Néstor Salinas

Personal information
- Full name: Néstor Salinas Alonso
- Date of birth: 28 February 1993 (age 32)
- Place of birth: Cabanillas, Spain
- Height: 1.87 m (6 ft 2 in)
- Position(s): Midfielder

Youth career
- 2006–2011: Athletic Bilbao

Senior career*
- Years: Team / Apps / (Gls)
- 2011–2014: Basconia / 51 / (8)
- 2013–2014: → Amorebieta (loan) / 29 / (4)
- 2014–2015: Bilbao Athletic / 34 / (3)
- 2015–2017: Mirandés / 56 / (9)
- 2017–2019: Mallorca / 0 / (0)
- 2017–2018: → Ponferradina (loan) / 12 / (0)
- 2018–2019: → Tudelano (loan) / 16 / (0)
- 2020: Tudelano / 24 / (1)
- 2021: Ejea / 13 / (2)
- 2021–2022: Sestao River / 27 / (1)
- 2022–2023: Tarazona / 35 / (5)

= Néstor Salinas =

Spanish footballer

Néstor Salinas Alonso (born 28 February 1993) is a Spanish footballer who plays as a midfielder.

==Club career==
Born in Cabanillas, Navarre, Salinas graduated with Athletic Bilbao's youth setup, and made his debuts as a senior with the farm team in 2011, in Tercera División. On 31 August 2013 he was loaned to SD Amorebieta in Segunda División B, in a season-long deal.

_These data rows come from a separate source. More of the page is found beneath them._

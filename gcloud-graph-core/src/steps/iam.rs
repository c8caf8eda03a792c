//! IAM service accounts, keyed by email so other steps can find them from a
//! `createdBy` or `serviceAccountEmail` field.

use std::sync::Arc;

use async_trait::async_trait;
use futures::TryStreamExt;
use tracing::{info, warn};

use super::{add_entity, StepContext, StepDescriptor, StepHandler};
use crate::error::StepError;
use crate::graph::{Entity, EntityDeclaration};
use crate::paginate::paginate;
use crate::records::ServiceAccount;

pub const STEP_ID: &str = "fetch-iam-service-accounts";
pub const SERVICE_ACCOUNT_ENTITY_TYPE: &str = "google_iam_service_account";
pub const SERVICE_ACCOUNT_ENTITY_CLASS: &str = "User";

pub fn service_account_entity(account: &ServiceAccount) -> Option<Entity> {
    let email = account.email.as_deref()?;
    let display_name = account.display_name.as_deref().unwrap_or(email);
    let entity = Entity::new(email, SERVICE_ACCOUNT_ENTITY_TYPE, SERVICE_ACCOUNT_ENTITY_CLASS)
        .with_property("email", email)
        .with_property("displayName", display_name)
        .with_optional("name", account.name.clone())
        .with_optional("projectId", account.project_id.clone())
        .with_optional("uniqueId", account.unique_id.clone())
        .with_optional("description", account.description.clone())
        .with_optional("oauth2ClientId", account.oauth2_client_id.clone())
        .with_property("enabled", !account.disabled.unwrap_or(false));
    Some(entity)
}

pub struct FetchIamServiceAccounts;

#[async_trait]
impl StepHandler for FetchIamServiceAccounts {
    async fn run(&self, ctx: &StepContext) -> Result<(), StepError> {
        let project_id = ctx.project_id();
        let api = ctx.clients.iam.as_ref();
        let mut accounts = Box::pin(paginate(|token| api.list_service_accounts(project_id, token)));

        let mut count = 0usize;
        while let Some(account) = accounts.try_next().await? {
            let Some(entity) = service_account_entity(&account) else {
                warn!(step_id = STEP_ID, name = ?account.name, "Skipping service account without an email");
                continue;
            };
            if add_entity(ctx.job_state.as_ref(), entity).await? {
                count += 1;
            }
        }
        info!(step_id = STEP_ID, count, "Collected IAM service accounts");
        Ok(())
    }
}

pub fn descriptor() -> StepDescriptor {
    StepDescriptor {
        id: STEP_ID,
        name: "Identity and Access Management (IAM) Service Accounts",
        entities: vec![EntityDeclaration {
            resource_name: "IAM Service Account",
            entity_type: SERVICE_ACCOUNT_ENTITY_TYPE,
            entity_class: SERVICE_ACCOUNT_ENTITY_CLASS,
        }],
        relationships: vec![],
        reads: vec![],
        publishes: vec![],
        depends_on: vec![],
        permission: Some("iam.serviceAccounts.list"),
        handler: Arc::new(FetchIamServiceAccounts),
    }
}
//! Fixed user-facing copy. The studio speaks Chinese, so every notice and
//! placeholder is stored verbatim here and never assembled at runtime.

/// Hint used when a scene is requested without one.
pub const DEFAULT_SCENE_HINT: &str = "一段充满戏剧冲突的新场景。";

pub const PLACEHOLDER_TITLE: &str = "正在构思场景...";
pub const PLACEHOLDER_DESCRIPTION: &str = "正在构建视觉氛围与叙事结构...";
pub const PLACEHOLDER_DIALOGUE: &str = "...";

/// Assistant reply used when the chat model returns nothing.
pub const EMPTY_REPLY_FALLBACK: &str = "抱歉，我无法处理该请求。";

/// Assistant notice appended when the chat call fails.
pub const CHAT_ERROR_NOTICE: &str = "连接 Aura 服务时出错。请检查您的 API 配置。";

/// Assistant notice appended when scene generation fails at any step.
pub const SCENE_ERROR_NOTICE: &str = "在创建场景时遇到了点小麻烦，让我们换个思路吧。";

/// Call-to-action shown by the board while there are no scenes.
pub const EMPTY_BOARD_PROMPT: &str = "开始你的剧场创作：输入 /scene 或让 Aura 为你构思一个场景。";

pub const ASSISTANT_THINKING: &str = "Aura 正在思考...";
use std::path::Path;

use serde::{Deserialize, Serialize};
use serde_json::{Map, Value};

use crate::events::now_utc_iso;

#[derive(Debug, Clone, PartialEq, Serialize, Deserialize)]
pub struct SessionSummary {
    pub session_id: String,
    pub started_at: String,
    pub finished_at: String,
    pub total_messages: u64,
    pub total_scenes: u64,
    pub failed_scenes: u64,
}

pub fn write_summary(
    path: &Path,
    summary: &SessionSummary,
    extra: Option<&Map<String, Value>>,
) -> anyhow::Result<()> {
    let mut payload = match serde_json::to_value(summary)? {
        Value::Object(map) => map,
        _ => Map::new(),
    };
    payload.insert("ts".to_string(), Value::String(now_utc_iso()));
    if let Some(extra) = extra {
        for (key, value) in extra {
            payload.insert(key.clone(), value.clone());
        }
    }

    if let Some(parent) = path.parent() {
        std::fs::create_dir_all(parent)?;
    }
    std::fs::write(path, serde_json::to_string_pretty(&Value::Object(payload))?)?;
    Ok(())
}

#[cfg(test)]
mod tests {
    use serde_json::json;

    use super::*;

    #[test]
    fn summary_merges_extra_fields() -> anyhow::Result<()> {
        let temp = tempfile::tempdir()?;
        let path = temp.path().join("summary.json");
        let summary = SessionSummary {
            session_id: "session-1".to_string(),
            started_at: "2026-01-01T00:00:00Z".to_string(),
            finished_at: "2026-01-01T00:10:00Z".to_string(),
            total_messages: 4,
            total_scenes: 2,
            failed_scenes: 1,
        };
        let mut extra = Map::new();
        extra.insert("provider".to_string(), json!("dryrun"));
        write_summary(&path, &summary, Some(&extra))?;

        let parsed: Value = serde_json::from_str(&std::fs::read_to_string(&path)?)?;
        assert_eq!(parsed["session_id"], json!("session-1"));
        assert_eq!(parsed["total_scenes"], json!(2));
        assert_eq!(parsed["failed_scenes"], json!(1));
        assert_eq!(parsed["provider"], json!("dryrun"));
        assert!(parsed["ts"].is_string());
        Ok(())
    }
}
use std::io::{self, Write};
use std::path::PathBuf;

use anyhow::{Context, Result};
use aura_contracts::chat::{parse_intent, CHAT_HELP_COMMANDS};
use aura_contracts::notices::{ASSISTANT_THINKING, SCENE_ERROR_NOTICE};
use aura_contracts::session::export::{export_storyboard, StoryboardExport};
use aura_contracts::storyboard::WorkspaceView;
use aura_engine::{
    build_gateway, AssistantPanel, ChatOutcome, Dispatch, GatewayConfig, GatewayOverrides,
    SceneBoard, SceneOutcome, Studio, StudioCommand, StudioSession, StudioSnapshot,
};
use clap::{Args, Parser, Subcommand};
use serde_json::Value;
use tokio::io::{AsyncBufReadExt, BufReader};
use tokio::sync::watch;
use tokio::task::JoinHandle;
use tracing::{info, warn};
use tracing_subscriber::{layer::SubscriberExt, util::SubscriberInitExt};

#[derive(Debug, Parser)]
#[command(name = "aura", version, about = "Aura storyboard studio")]
struct Cli {
    #[command(subcommand)]
    command: Command,
}

#[derive(Debug, Subcommand)]
enum Command {
    /// Interactive studio: chat with Aura and build a storyboard.
    Chat(ChatArgs),
    /// Generate a single scene and exit.
    Scene(SceneArgs),
}

#[derive(Debug, Args)]
struct ChatArgs {
    #[arg(long)]
    out: Option<PathBuf>,
    #[arg(long, requires = "out")]
    events: Option<PathBuf>,
    #[command(flatten)]
    gateway: GatewayArgs,
}

#[derive(Debug, Args)]
struct SceneArgs {
    #[arg(long)]
    hint: Option<String>,
    #[arg(long)]
    out: Option<PathBuf>,
    #[arg(long, requires = "out")]
    events: Option<PathBuf>,
    #[command(flatten)]
    gateway: GatewayArgs,
}

#[derive(Debug, Clone, Default, Args)]
struct GatewayArgs {
    /// Gateway provider (gemini, dryrun).
    #[arg(long)]
    provider: Option<String>,
    #[arg(long)]
    api_base: Option<String>,
    #[arg(long)]
    text_model: Option<String>,
    #[arg(long)]
    image_model: Option<String>,
    /// HTTP request timeout in seconds.
    #[arg(long)]
    request_timeout: Option<f64>,
}

impl GatewayArgs {
    fn overrides(&self) -> GatewayOverrides {
        GatewayOverrides {
            provider: self.provider.clone(),
            api_base: self.api_base.clone(),
            text_model: self.text_model.clone(),
            image_model: self.image_model.clone(),
            request_timeout_s: self.request_timeout,
        }
    }
}

const TRANSCRIPT_MAX_ENTRIES: usize = 40;
const SCENE_REQUEST_NOTE: &str = "（Aura 回复后会同时为你构思一个场景）";

fn main() {
    init_tracing();
    match run() {
        Ok(code) => std::process::exit(code),
        Err(err) => {
            eprintln!("aura error: {err:#}");
            std::process::exit(1);
        }
    }
}

fn init_tracing() {
    tracing_subscriber::registry()
        .with(
            tracing_subscriber::EnvFilter::try_from_default_env()
                .unwrap_or_else(|_| "warn".into()),
        )
        .with(tracing_subscriber::fmt::layer().with_writer(io::stderr))
        .init();
}

fn run() -> Result<i32> {
    let cli = Cli::parse();
    let runtime = tokio::runtime::Builder::new_current_thread()
        .enable_all()
        .build()
        .context("failed to start async runtime")?;
    match cli.command {
        Command::Chat(args) => {
            runtime.block_on(run_chat(args))?;
            Ok(0)
        }
        Command::Scene(args) => runtime.block_on(run_scene(args)),
    }
}

fn open_studio(
    gateway_args: &GatewayArgs,
    out: Option<&PathBuf>,
    events: Option<&PathBuf>,
) -> Result<(Studio, Option<StudioSession>)> {
    let config = GatewayConfig::resolve(&gateway_args.overrides())?;
    let gateway = build_gateway(&config)?;
    let session = out
        .map(|dir| StudioSession::open(dir, events.cloned()))
        .transpose()?;
    let studio = Studio::new(gateway, session.as_ref().map(|s| s.events().clone()));
    info!(
        gateway = studio.gateway_name(),
        text_model = %config.text_model,
        image_model = %config.image_model,
        session = session.as_ref().map(|s| s.session_id()).unwrap_or("-"),
        "studio ready"
    );
    Ok((studio, session))
}

async fn run_chat(args: ChatArgs) -> Result<()> {
    let (studio, session) = open_studio(&args.gateway, args.out.as_ref(), args.events.as_ref())?;
    let renderer = tokio::spawn(render_updates(studio.subscribe()));

    println!(
        "Aura 剧场工作室已启动（{}）。输入 /help 查看命令。",
        studio.gateway_name()
    );

    let mut panel = AssistantPanel::new();
    let mut chats: Vec<JoinHandle<ChatOutcome>> = Vec::new();
    let mut scenes: Vec<JoinHandle<SceneOutcome>> = Vec::new();
    let mut lines = BufReader::new(tokio::io::stdin()).lines();

    loop {
        print!("> ");
        io::stdout().flush()?;

        let Some(line) = lines.next_line().await? else {
            break;
        };
        chats.retain(|task| !task.is_finished());
        scenes.retain(|task| !task.is_finished());

        let intent = parse_intent(&line);
        match intent.action.as_str() {
            "noop" => continue,
            "quit" => break,
            "help" => {
                println!("命令: {}", CHAT_HELP_COMMANDS.join(" "));
            }
            "chat" => {
                panel.set_input(intent.prompt.unwrap_or_default());
                match panel.submit(studio.snapshot().assistant_busy()) {
                    Some(command) => {
                        if let Dispatch::Chat(task) = studio.dispatch(command) {
                            chats.push(task);
                        }
                        if intent.requests_scene {
                            println!("{SCENE_REQUEST_NOTE}");
                        }
                    }
                    None => println!("{ASSISTANT_THINKING} 请稍候再发送。"),
                }
            }
            "add_scene" => {
                let board = SceneBoard::new(&studio.snapshot());
                let hint = value_as_non_empty_string(intent.command_args.get("hint"));
                match board.add_scene(hint) {
                    Some(command) => {
                        if let Dispatch::Scene(task) = studio.dispatch(command) {
                            scenes.push(task);
                        }
                    }
                    None => println!("新场景生成中，请稍候。"),
                }
            }
            "list_scenes" => {
                println!("{}", SceneBoard::new(&studio.snapshot()).render());
            }
            "select_scene" => {
                let Some(target) = value_as_non_empty_string(intent.command_args.get("target"))
                else {
                    println!("/select 需要场景序号或 id");
                    continue;
                };
                let board = SceneBoard::new(&studio.snapshot());
                let Some(command) = board.select(&target) else {
                    println!("未找到场景：{target}");
                    continue;
                };
                if let Dispatch::Selected(Some(scene)) = studio.dispatch(command) {
                    println!("已选择《{}》({})", scene.title, scene.id);
                }
            }
            "set_view" => {
                let raw = value_as_non_empty_string(intent.command_args.get("view"));
                match raw.as_deref().and_then(WorkspaceView::parse) {
                    Some(view) => {
                        studio.dispatch(StudioCommand::SetView(view));
                        println!("当前视图：{}", view.as_str());
                    }
                    None => println!("/view 需要 storyboard、editor 或 playback"),
                }
            }
            "show_transcript" => {
                println!(
                    "{}",
                    panel.render_transcript(&studio.snapshot(), TRANSCRIPT_MAX_ENTRIES)
                );
            }
            "export" => {
                let dir =
                    value_as_non_empty_string(intent.command_args.get("path")).map(PathBuf::from);
                let snapshot = studio.snapshot();
                let result = match (session.as_ref(), dir) {
                    (Some(session), dir) => session.export(dir.as_deref(), &snapshot.scenes),
                    (None, Some(dir)) => export_storyboard(&dir, &snapshot.scenes),
                    (None, None) => {
                        println!("/export 需要目录（或使用 --out 启动）");
                        continue;
                    }
                };
                match result {
                    Ok(export) => print_export(&export),
                    Err(err) => println!("导出失败：{err:#}"),
                }
            }
            "unknown" => {
                let command = value_as_non_empty_string(intent.command_args.get("command"))
                    .unwrap_or_default();
                println!("未知命令 /{command}，输入 /help 查看命令。");
            }
            other => {
                warn!(action = other, "unhandled chat action");
            }
        }
    }

    let snapshot = studio.snapshot();
    if !chats.is_empty() || snapshot.assistant_busy() || snapshot.scene_busy() {
        println!("等待进行中的请求完成...");
    }
    for chat in chats {
        match chat.await {
            Ok(ChatOutcome::Replied {
                scene_task: Some(task),
                ..
            }) => scenes.push(task),
            Ok(_) => {}
            Err(err) => warn!(error = %err, "chat task ended abnormally"),
        }
    }
    for scene in scenes {
        if let Err(err) = scene.await {
            warn!(error = %err, "scene task ended abnormally");
        }
    }
    // Scenes started from chat tasks that already finished are only visible
    // through the busy counter.
    let mut updates = studio.subscribe();
    if updates
        .wait_for(|state| !state.assistant_busy() && !state.scene_busy())
        .await
        .is_err()
    {
        warn!("studio state closed before requests settled");
    }
    // Let the renderer print the final state before it is stopped.
    tokio::task::yield_now().await;
    renderer.abort();

    if let Some(session) = session {
        let summary_path = session.finish(studio.stats(), studio.gateway_name())?;
        println!("会话摘要：{}", summary_path.display());
    }
    Ok(())
}

async fn run_scene(args: SceneArgs) -> Result<i32> {
    let (studio, session) = open_studio(&args.gateway, args.out.as_ref(), args.events.as_ref())?;

    let outcome = studio.create_scene(args.hint.clone()).await;
    let code = match outcome {
        SceneOutcome::Ready(_) => {
            println!("{}", SceneBoard::new(&studio.snapshot()).render());
            if let Some(session) = session.as_ref() {
                let export = session.export(None, &studio.snapshot().scenes)?;
                print_export(&export);
            }
            0
        }
        SceneOutcome::Failed { kind, .. } => {
            eprintln!("{SCENE_ERROR_NOTICE} ({})", kind.as_str());
            1
        }
    };

    if let Some(session) = session {
        session.finish(studio.stats(), studio.gateway_name())?;
    }
    Ok(code)
}

async fn render_updates(mut updates: watch::Receiver<StudioSnapshot>) {
    let mut transcript = AssistantPanel::new();
    let mut previous = updates.borrow_and_update().clone();
    transcript.sync(&previous);
    transcript.take_unread(&previous);
    while updates.changed().await.is_ok() {
        let next = updates.borrow_and_update().clone();
        let changes = render_changes(&mut transcript, &previous, &next);
        if !changes.is_empty() {
            println!();
            for line in changes {
                println!("{line}");
            }
        }
        previous = next;
    }
}

fn render_changes(
    transcript: &mut AssistantPanel,
    previous: &StudioSnapshot,
    next: &StudioSnapshot,
) -> Vec<String> {
    let mut lines = transcript.take_updates(next);
    lines.extend(describe_scene_changes(previous, next));
    lines
}

/// Board lines for what changed between two snapshots.
fn describe_scene_changes(previous: &StudioSnapshot, next: &StudioSnapshot) -> Vec<String> {
    let mut lines = Vec::new();
    for (index, scene) in next.scenes.iter().enumerate() {
        let position = index + 1;
        let before = previous.scene(&scene.id);
        let was_placeholder = before.map(|old| old.is_placeholder()).unwrap_or(true);
        let was_generating = before.map(|old| old.is_generating).unwrap_or(true);
        if before.is_none() && scene.is_placeholder() {
            lines.push(format!("[场景 {position:02}] {}", scene.title));
        }
        if was_placeholder && !scene.is_placeholder() {
            lines.push(format!("[场景 {position:02}] 《{}》", scene.title));
        }
        if was_generating && !scene.is_generating {
            let status = if scene.image_url.is_some() {
                "已完成（含配图）"
            } else {
                "已完成（无配图）"
            };
            lines.push(format!("[场景 {position:02}] {status}"));
        }
    }
    for scene in &previous.scenes {
        if next.scene(&scene.id).is_none() {
            lines.push(format!("[场景] 已撤回：{}", scene.title));
        }
    }

    lines
}

fn print_export(export: &StoryboardExport) {
    println!(
        "已导出 {}（{} 张配图）",
        export.document.display(),
        export.images.len()
    );
}

fn value_as_non_empty_string(value: Option<&Value>) -> Option<String> {
    value
        .and_then(Value::as_str)
        .map(str::trim)
        .filter(|value| !value.is_empty())
        .map(str::to_string)
}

On 26 May 2014 Salinas was assigned to the reserves also in the third division, after his loan expired. He appeared in 34 matches for the side during the campaign, as it returned to Segunda División after a 19-year absence.

On 29 June 2015 Salinas was released by the Lions, and signed a two-year deal with CD Mirandés on 4 July. He made his debut as a professional on 23 August, coming on as a second-half substitute for Fran Carnicer in a 1–1 home draw against Real Zaragoza.

Salinas scored his first professional goal on 10 October 2015, netting his team's third in a 4–1 away routing of Elche CF, through a penalty. He finished the campaign with seven goals in 34 appearances, being the club's top goalscorer along with Lago Junior and Álex García.